What to do:
For the records below, tally the lines that contain "start" and give only that number.

Records for this exercise:

■ ■ ■ ■ ■

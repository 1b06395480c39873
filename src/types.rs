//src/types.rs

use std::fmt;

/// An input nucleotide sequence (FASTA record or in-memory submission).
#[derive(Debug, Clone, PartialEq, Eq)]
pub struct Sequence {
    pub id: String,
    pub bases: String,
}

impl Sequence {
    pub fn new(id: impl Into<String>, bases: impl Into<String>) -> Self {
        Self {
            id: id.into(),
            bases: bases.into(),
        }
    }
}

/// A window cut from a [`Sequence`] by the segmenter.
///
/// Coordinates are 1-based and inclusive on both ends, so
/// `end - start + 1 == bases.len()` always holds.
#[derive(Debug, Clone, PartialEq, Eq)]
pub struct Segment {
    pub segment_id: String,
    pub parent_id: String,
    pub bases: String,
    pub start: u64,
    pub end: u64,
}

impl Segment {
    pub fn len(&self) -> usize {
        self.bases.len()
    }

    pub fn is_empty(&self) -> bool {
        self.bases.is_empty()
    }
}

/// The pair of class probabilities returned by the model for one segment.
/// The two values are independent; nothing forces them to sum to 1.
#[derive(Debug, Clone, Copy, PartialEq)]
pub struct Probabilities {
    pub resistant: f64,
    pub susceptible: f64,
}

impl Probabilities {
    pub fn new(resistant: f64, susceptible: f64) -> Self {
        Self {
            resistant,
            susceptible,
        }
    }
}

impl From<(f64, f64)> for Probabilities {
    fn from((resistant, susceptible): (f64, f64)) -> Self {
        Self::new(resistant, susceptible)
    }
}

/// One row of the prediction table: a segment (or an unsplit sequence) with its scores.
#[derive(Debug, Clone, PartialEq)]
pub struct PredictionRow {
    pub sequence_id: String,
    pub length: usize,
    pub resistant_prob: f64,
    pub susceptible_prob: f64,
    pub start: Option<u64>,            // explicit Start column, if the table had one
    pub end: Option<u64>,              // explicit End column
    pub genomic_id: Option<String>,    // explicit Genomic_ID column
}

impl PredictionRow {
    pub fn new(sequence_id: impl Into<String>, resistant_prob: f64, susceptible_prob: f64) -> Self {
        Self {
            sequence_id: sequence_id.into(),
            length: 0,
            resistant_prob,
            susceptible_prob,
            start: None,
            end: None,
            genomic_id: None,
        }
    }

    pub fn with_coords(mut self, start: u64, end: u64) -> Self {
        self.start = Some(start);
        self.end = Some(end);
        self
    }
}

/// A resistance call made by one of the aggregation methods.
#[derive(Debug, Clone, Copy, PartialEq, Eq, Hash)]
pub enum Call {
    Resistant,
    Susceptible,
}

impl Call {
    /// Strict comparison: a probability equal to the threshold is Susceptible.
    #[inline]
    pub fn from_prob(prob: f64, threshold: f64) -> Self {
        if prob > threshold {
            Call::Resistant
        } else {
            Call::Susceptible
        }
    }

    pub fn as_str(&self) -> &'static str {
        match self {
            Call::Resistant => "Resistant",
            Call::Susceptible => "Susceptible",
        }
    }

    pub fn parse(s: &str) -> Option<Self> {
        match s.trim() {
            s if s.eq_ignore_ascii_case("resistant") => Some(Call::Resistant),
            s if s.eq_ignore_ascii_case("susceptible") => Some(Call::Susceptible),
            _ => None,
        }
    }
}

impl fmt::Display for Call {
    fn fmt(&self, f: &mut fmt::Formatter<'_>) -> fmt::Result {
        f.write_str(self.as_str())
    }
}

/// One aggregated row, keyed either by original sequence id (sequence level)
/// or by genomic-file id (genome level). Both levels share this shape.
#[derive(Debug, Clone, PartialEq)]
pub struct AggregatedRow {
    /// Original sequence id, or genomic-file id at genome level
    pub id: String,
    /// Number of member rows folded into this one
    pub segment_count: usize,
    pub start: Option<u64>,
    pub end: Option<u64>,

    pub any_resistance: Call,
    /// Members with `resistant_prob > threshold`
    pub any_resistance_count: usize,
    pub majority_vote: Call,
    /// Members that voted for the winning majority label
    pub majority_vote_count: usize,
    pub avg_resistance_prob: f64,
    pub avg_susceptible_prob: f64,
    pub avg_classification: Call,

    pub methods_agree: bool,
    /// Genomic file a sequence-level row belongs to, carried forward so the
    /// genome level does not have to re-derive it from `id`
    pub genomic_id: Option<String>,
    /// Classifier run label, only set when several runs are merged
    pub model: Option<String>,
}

■ ■ ■ ■ ■

Worked solution:
7